Jericó entró y descubrió un pintoresco interior, decorado en azul marino y verde, con pieles de oso. La panorámica montañosa que se veía a través de las ventanas era increíble.

—Tenéis una casa muy bonita.

—Gracias —dijo Aidan.

Leta dejó a Kari en el suelo, delante de la mesa auxiliar donde estaban sus juguetes.

—¿Os apetece algo de beber?

—No, gracias. —Delfine se sentó en el sofá.

Su madre se sentó a su lado al mismo tiempo que su hermana abandonaba sus juguetes para darle unas palmaditas en las rodillas. Encantada con ella, Delfine la alzó del suelo y la sentó sobre su regazo para poder hacerle mimitos.

Aidan y Jericó se mantuvieron apartados, con pose de tíos duros.

—¿Cuándo os casasteis?

Jericó se encogió de hombros.

—Hace unas semanas.

Aidan frunció el ceño.

—Me habría gustado saberlo. No nos lo habríamos perdido.

Leta le sonrió.

—Cariño, los dioses no lo celebran. Solo se declaran casados y ya está.

—Un poco anticlimático, ¿no?

Jericó negó con la cabeza.

—Es posible, pero el matrimonio se basa más en el compromiso que en pronunciar los votos.

—No —lo contradijo Leta mientras abrazaba a Delfine y a Kari—. El matrimonio se basa en el amor por encima de todo lo demás.

Delfine miró a Jericó y sonrió. Su madre tenía toda la razón del mundo. Y se sentía muy agradecida por contar en su vida con la gente que conformaba su familia. Ya fuera por el vínculo de sangre o por amistad.

Isla del Retiro

Madoc estaba sentado a solas en su despacho, observando a Delfine y a su familia. Sí, estaba fisgoneando, pero Delfine había hablado tanto del tema que le daba miedo que las cosas le fueran mal. Por suerte, no había sido así.

Pero claro, Leta siempre había sido cariñosa y amable. Demasiado, en ocasiones.

Y la verdad era que envidiaba la felicidad que había encontrado.

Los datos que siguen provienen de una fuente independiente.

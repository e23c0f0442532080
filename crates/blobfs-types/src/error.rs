use serde::{Deserialize, Serialize};
use thiserror::Error;

/// Errors reported by any blob storage backend.
///
/// Local and remote backends report the same variants for the same
/// condition, so callers can match on them without caring where the store
/// lives.
#[derive(Debug, Error)]
pub enum BlobError {
    /// A blob or bucket already exists at this path.
    #[error("already exists: {0}")]
    AlreadyExists(String),

    /// No blob or bucket exists at this path.
    #[error("not found: {0}")]
    NotFound(String),

    /// The parent bucket of a blob does not exist.
    #[error("no such bucket: {0}")]
    NoSuchBucket(String),

    /// A blob operation addressed a bucket.
    #[error("is a directory: {0}")]
    IsDirectory(String),

    /// The bucket still holds entries.
    #[error("bucket not empty: {0}")]
    NotEmpty(String),

    /// The path does not have the shape the operation requires.
    #[error("bad path: {0}")]
    BadPath(String),

    /// The path tries to escape the store root.
    #[error("illegal path: {0}")]
    IllegalPath(String),

    /// A path or stored file name could not be decoded.
    #[error("invalid format: {path}: {reason}")]
    InvalidFormat { path: String, reason: String },

    /// The MIME type is outside the supported set.
    #[error("unsupported content type: {0}")]
    UnsupportedContentType(String),

    /// Malformed protocol-level input (missing header, empty body).
    #[error("bad request: {0}")]
    BadRequest(String),

    /// The index and the filesystem disagree. Indicates a bug.
    #[error("fatal consistency violation: {0}")]
    Fatal(String),

    /// Unclassified server-side failure.
    #[error("internal error: {0}")]
    Internal(String),

    /// I/O error from the underlying filesystem.
    #[error("I/O error: {0}")]
    Io(#[from] std::io::Error),

    /// The remote store could not be reached or answered garbage.
    #[error("transport error: {0}")]
    Transport(String),
}

/// Result alias for blob storage operations.
pub type BlobResult<T> = Result<T, BlobError>;

/// Serializable classification of a [`BlobError`].
///
/// This is what crosses the wire: the server reports the kind of every
/// failure and the remote client rebuilds the matching error from it.
#[derive(Clone, Copy, Debug, PartialEq, Eq, Hash, Serialize, Deserialize)]
#[serde(rename_all = "snake_case")]
pub enum ErrorKind {
    AlreadyExists,
    NotFound,
    NoSuchBucket,
    IsDirectory,
    NotEmpty,
    BadPath,
    IllegalPath,
    InvalidFormat,
    UnsupportedContentType,
    BadRequest,
    Fatal,
    Internal,
}

impl BlobError {
    /// Classify this error.
    ///
    /// I/O and transport failures have no dedicated kind and are reported
    /// as [`ErrorKind::Internal`].
    pub fn kind(&self) -> ErrorKind {
        match self {
            Self::AlreadyExists(_) => ErrorKind::AlreadyExists,
            Self::NotFound(_) => ErrorKind::NotFound,
            Self::NoSuchBucket(_) => ErrorKind::NoSuchBucket,
            Self::IsDirectory(_) => ErrorKind::IsDirectory,
            Self::NotEmpty(_) => ErrorKind::NotEmpty,
            Self::BadPath(_) => ErrorKind::BadPath,
            Self::IllegalPath(_) => ErrorKind::IllegalPath,
            Self::InvalidFormat { .. } => ErrorKind::InvalidFormat,
            Self::UnsupportedContentType(_) => ErrorKind::UnsupportedContentType,
            Self::BadRequest(_) => ErrorKind::BadRequest,
            Self::Fatal(_) => ErrorKind::Fatal,
            Self::Internal(_) | Self::Io(_) | Self::Transport(_) => ErrorKind::Internal,
        }
    }

    /// Rebuild an error from a kind and a detail message.
    pub fn from_kind(kind: ErrorKind, detail: impl Into<String>) -> Self {
        let detail = detail.into();
        match kind {
            ErrorKind::AlreadyExists => Self::AlreadyExists(detail),
            ErrorKind::NotFound => Self::NotFound(detail),
            ErrorKind::NoSuchBucket => Self::NoSuchBucket(detail),
            ErrorKind::IsDirectory => Self::IsDirectory(detail),
            ErrorKind::NotEmpty => Self::NotEmpty(detail),
            ErrorKind::BadPath => Self::BadPath(detail),
            ErrorKind::IllegalPath => Self::IllegalPath(detail),
            ErrorKind::InvalidFormat => match detail.split_once(": ") {
                Some((path, reason)) => Self::InvalidFormat {
                    path: path.to_string(),
                    reason: reason.to_string(),
                },
                None => Self::InvalidFormat {
                    path: detail,
                    reason: "reported by remote".into(),
                },
            },
            ErrorKind::UnsupportedContentType => Self::UnsupportedContentType(detail),
            ErrorKind::BadRequest => Self::BadRequest(detail),
            ErrorKind::Fatal => Self::Fatal(detail),
            ErrorKind::Internal => Self::Internal(detail),
        }
    }

    /// The error's payload without the kind prefix of its `Display` form.
    ///
    /// `BlobError::from_kind(e.kind(), e.detail())` rebuilds an equivalent
    /// error.
    pub fn detail(&self) -> String {
        match self {
            Self::AlreadyExists(d)
            | Self::NotFound(d)
            | Self::NoSuchBucket(d)
            | Self::IsDirectory(d)
            | Self::NotEmpty(d)
            | Self::BadPath(d)
            | Self::IllegalPath(d)
            | Self::UnsupportedContentType(d)
            | Self::BadRequest(d)
            | Self::Fatal(d)
            | Self::Internal(d)
            | Self::Transport(d) => d.clone(),
            Self::InvalidFormat { path, reason } => format!("{path}: {reason}"),
            Self::Io(e) => e.to_string(),
        }
    }

    /// Returns `true` for errors that indicate a bug rather than bad input.
    pub fn is_fatal(&self) -> bool {
        matches!(self, Self::Fatal(_))
    }

    /// Returns `true` if the caller caused the failure and can fix it.
    pub fn is_client_error(&self) -> bool {
        !matches!(self.kind(), ErrorKind::Fatal | ErrorKind::Internal)
    }
}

En otra época había anhelado ese tipo de vida doméstica, pero las circunstancias lo habían cambiado.

En aquellos momentos tenía otros asuntos urgentes que atender.

Los vientos del cambio levantaban ampollas a medida que cobraban fuerza, y no tardarían en soplar por todos lados.

De repente, sintió una vibración en el aire, a su espalda.

Era Jared.

Madoc lo miró por encima del hombro.

—¿Qué haces aquí?

—Estoy ayudando a entrenar al malacai y necesito saber una cosa.

—¿El qué?

—¿Alguien sabe que estáis emparentados?